Within the records, how many lines hold the word "published"? State that number alone.

*** Material shown Section Begins ***

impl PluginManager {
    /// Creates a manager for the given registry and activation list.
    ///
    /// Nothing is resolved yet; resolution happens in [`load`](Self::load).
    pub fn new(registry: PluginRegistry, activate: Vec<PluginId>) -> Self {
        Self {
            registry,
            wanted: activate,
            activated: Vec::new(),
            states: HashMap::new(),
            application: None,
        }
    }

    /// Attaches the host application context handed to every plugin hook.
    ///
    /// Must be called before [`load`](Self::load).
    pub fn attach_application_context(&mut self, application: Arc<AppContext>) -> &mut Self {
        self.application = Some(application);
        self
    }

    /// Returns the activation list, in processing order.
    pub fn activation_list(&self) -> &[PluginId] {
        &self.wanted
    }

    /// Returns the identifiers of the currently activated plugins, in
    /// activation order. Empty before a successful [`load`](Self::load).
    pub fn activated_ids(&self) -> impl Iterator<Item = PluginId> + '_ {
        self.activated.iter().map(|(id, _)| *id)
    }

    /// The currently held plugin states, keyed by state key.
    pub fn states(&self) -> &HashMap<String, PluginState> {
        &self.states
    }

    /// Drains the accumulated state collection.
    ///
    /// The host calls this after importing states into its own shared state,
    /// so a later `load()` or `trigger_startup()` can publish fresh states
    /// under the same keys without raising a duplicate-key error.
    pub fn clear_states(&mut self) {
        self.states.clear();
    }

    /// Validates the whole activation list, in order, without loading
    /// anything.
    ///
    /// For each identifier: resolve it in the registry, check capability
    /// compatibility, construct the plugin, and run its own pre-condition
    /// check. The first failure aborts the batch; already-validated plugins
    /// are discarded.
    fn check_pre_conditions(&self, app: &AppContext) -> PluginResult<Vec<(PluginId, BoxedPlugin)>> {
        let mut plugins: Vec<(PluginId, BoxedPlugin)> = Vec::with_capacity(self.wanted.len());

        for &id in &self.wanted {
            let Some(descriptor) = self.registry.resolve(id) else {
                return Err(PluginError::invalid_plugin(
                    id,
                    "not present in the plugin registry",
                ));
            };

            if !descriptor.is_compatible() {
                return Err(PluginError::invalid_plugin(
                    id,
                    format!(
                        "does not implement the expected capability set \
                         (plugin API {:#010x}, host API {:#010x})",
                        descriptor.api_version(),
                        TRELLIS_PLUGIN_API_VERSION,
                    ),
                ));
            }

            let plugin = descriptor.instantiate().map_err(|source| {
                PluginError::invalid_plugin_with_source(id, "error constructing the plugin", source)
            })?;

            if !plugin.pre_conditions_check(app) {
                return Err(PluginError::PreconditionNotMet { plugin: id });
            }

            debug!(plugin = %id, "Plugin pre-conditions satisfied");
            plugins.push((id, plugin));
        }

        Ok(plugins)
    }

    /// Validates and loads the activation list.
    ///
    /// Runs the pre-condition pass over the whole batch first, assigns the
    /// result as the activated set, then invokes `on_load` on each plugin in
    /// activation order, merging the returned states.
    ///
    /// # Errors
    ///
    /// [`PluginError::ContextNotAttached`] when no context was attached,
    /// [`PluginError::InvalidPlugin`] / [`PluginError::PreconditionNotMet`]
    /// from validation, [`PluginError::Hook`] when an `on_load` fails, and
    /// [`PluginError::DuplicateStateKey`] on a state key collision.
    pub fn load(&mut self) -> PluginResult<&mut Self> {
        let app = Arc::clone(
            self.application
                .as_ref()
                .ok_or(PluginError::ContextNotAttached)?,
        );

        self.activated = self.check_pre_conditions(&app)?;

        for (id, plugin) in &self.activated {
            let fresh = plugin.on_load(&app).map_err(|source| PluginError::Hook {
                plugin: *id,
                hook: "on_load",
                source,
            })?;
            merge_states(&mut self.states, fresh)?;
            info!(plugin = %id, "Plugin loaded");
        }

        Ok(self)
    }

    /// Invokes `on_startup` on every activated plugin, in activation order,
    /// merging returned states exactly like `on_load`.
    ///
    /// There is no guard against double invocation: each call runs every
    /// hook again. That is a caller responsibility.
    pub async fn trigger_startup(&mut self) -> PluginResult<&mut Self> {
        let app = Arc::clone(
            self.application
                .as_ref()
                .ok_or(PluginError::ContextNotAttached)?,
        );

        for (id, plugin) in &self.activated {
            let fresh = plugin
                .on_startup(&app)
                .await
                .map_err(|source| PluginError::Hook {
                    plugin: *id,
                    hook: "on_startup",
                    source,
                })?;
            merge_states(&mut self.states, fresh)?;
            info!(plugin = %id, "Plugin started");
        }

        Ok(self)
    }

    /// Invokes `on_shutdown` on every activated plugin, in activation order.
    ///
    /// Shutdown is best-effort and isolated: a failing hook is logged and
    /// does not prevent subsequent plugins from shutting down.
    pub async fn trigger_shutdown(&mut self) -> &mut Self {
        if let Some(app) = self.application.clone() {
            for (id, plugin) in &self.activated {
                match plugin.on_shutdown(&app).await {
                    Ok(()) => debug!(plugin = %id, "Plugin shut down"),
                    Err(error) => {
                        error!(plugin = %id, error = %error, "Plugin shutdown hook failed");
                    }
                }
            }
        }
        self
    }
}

*** Material shown Section Ends ***
*** Material shown Section Begins ***

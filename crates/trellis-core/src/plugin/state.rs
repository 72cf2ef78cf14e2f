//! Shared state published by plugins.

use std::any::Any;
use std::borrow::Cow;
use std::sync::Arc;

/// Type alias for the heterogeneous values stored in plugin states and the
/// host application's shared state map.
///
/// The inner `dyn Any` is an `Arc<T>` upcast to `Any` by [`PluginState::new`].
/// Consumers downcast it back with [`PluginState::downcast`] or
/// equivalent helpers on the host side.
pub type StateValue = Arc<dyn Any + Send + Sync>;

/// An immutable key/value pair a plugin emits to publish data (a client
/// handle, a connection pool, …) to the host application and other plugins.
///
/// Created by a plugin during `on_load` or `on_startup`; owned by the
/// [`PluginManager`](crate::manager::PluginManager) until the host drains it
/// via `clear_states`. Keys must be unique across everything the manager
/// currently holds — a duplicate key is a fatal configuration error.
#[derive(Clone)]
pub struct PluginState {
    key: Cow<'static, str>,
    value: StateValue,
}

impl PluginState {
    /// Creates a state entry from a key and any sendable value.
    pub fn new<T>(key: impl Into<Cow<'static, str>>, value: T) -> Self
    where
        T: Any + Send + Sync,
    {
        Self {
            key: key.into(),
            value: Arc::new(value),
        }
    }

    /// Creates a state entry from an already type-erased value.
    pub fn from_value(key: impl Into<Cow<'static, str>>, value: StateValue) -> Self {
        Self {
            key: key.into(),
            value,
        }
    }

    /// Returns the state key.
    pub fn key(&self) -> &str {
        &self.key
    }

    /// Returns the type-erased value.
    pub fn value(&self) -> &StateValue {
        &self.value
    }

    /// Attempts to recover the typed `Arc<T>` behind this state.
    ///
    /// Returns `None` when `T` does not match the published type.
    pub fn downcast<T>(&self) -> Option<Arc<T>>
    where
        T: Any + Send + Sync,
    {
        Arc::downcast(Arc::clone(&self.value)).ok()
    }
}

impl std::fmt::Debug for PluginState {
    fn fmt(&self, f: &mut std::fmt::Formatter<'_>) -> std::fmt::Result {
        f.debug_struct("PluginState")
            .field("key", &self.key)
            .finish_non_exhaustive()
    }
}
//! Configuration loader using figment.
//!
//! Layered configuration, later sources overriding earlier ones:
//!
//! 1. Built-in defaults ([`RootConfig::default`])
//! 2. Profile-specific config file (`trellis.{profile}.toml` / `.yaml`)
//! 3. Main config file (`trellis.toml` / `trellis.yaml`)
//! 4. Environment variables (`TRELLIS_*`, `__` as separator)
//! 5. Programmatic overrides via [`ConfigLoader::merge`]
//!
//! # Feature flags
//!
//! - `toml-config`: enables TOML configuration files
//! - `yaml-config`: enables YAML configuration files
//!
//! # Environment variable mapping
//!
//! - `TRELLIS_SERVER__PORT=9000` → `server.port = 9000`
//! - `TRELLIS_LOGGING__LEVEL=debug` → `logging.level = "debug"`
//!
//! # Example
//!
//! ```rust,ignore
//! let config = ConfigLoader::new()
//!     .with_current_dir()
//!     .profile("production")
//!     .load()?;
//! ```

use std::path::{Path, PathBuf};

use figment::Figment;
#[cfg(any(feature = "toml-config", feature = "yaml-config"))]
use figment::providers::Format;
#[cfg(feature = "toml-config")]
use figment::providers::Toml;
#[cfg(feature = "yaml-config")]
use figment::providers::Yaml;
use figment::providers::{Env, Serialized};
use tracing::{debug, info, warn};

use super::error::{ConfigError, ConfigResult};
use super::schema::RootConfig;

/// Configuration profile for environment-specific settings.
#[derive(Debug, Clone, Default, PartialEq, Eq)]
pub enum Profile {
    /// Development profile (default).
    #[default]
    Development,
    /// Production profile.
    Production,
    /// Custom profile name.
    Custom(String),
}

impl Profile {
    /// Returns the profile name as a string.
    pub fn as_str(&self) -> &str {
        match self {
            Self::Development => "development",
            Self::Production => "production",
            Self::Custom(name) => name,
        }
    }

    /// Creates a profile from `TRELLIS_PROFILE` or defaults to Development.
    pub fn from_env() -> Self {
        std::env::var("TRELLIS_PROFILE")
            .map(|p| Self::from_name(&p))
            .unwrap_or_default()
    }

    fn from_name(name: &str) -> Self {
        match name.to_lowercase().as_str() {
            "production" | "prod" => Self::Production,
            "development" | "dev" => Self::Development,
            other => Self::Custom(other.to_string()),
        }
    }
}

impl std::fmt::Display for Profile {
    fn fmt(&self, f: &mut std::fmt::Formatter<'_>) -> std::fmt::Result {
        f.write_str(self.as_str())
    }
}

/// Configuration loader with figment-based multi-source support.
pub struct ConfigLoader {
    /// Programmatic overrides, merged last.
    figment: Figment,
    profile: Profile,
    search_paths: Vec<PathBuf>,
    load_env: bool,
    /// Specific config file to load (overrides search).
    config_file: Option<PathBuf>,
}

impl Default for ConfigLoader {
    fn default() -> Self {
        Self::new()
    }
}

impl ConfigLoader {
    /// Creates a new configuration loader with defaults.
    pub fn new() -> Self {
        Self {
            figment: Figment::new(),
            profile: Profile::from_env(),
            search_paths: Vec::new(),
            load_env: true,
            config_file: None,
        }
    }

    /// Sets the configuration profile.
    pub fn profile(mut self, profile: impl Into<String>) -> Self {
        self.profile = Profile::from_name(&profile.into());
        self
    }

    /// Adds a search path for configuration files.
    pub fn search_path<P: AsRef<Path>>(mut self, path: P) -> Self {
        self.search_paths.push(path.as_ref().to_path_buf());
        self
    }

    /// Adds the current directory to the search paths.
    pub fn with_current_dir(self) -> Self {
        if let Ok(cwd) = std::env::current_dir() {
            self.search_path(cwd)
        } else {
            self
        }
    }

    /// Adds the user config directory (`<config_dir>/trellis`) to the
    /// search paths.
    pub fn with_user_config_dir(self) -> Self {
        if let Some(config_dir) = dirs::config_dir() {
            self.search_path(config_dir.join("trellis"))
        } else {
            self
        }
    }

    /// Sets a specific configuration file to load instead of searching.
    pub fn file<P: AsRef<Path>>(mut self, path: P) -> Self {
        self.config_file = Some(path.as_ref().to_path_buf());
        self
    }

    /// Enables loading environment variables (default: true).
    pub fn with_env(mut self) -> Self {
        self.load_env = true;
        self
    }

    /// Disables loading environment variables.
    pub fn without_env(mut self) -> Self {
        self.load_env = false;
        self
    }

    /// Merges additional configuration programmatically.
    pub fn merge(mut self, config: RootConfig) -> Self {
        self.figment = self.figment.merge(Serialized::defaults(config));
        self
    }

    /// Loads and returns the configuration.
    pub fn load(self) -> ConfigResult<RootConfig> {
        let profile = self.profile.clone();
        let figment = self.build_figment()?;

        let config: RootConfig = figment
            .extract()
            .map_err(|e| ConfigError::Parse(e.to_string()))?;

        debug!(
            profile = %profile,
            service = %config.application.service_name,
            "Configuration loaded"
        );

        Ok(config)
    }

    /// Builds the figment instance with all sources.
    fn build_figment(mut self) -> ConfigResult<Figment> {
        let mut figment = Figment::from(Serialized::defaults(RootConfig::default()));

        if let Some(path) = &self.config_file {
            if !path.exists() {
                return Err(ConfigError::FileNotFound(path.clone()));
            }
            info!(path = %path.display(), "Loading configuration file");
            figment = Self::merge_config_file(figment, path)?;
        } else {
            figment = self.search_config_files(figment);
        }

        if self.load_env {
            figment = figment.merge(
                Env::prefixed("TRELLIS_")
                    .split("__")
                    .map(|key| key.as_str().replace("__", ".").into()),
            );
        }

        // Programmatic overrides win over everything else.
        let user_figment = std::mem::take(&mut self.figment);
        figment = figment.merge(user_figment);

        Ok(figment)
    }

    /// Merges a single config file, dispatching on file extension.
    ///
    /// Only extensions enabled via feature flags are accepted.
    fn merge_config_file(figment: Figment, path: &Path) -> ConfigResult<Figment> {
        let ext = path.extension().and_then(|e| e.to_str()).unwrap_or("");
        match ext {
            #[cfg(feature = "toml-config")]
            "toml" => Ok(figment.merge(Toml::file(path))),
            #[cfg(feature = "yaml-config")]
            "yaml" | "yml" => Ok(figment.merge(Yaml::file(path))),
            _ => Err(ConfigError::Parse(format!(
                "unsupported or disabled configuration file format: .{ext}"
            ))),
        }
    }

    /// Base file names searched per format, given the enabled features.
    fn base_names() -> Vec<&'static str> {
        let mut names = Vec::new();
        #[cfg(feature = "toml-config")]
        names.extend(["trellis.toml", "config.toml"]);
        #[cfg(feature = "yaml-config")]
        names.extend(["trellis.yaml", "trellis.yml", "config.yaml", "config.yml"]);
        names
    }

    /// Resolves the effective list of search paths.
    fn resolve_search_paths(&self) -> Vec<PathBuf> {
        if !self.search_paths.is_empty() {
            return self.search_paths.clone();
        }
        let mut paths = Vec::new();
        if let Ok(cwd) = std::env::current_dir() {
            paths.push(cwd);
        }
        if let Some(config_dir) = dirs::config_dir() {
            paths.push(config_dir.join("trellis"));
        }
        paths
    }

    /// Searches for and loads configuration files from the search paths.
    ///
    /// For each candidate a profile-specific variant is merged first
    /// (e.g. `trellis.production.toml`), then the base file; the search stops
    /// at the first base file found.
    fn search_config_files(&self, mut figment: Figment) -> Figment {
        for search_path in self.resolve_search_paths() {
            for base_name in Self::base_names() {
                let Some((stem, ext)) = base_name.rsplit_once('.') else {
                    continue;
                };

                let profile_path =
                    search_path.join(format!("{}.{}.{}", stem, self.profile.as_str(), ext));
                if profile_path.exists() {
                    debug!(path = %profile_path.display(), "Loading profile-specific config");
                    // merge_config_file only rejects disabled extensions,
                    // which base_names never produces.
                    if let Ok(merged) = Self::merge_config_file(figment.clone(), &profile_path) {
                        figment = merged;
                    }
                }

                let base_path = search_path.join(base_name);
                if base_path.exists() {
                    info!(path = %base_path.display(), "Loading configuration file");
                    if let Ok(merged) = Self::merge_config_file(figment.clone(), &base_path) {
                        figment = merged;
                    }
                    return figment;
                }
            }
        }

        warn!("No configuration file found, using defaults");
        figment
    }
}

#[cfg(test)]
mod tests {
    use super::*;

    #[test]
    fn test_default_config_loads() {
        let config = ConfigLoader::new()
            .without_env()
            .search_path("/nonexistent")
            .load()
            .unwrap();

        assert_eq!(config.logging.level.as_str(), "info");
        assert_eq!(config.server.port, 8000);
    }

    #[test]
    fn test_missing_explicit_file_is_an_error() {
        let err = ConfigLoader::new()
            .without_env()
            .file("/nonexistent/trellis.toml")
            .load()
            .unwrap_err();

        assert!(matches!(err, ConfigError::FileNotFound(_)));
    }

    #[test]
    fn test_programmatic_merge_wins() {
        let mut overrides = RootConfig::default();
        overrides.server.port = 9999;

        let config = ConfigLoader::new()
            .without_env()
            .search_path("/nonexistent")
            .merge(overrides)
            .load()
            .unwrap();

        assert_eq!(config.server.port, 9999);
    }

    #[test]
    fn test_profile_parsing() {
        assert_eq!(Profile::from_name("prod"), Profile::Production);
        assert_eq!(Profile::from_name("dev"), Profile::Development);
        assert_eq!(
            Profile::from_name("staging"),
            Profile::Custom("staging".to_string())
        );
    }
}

*** Material shown Section Ends ***

- [Exercise solution]: 2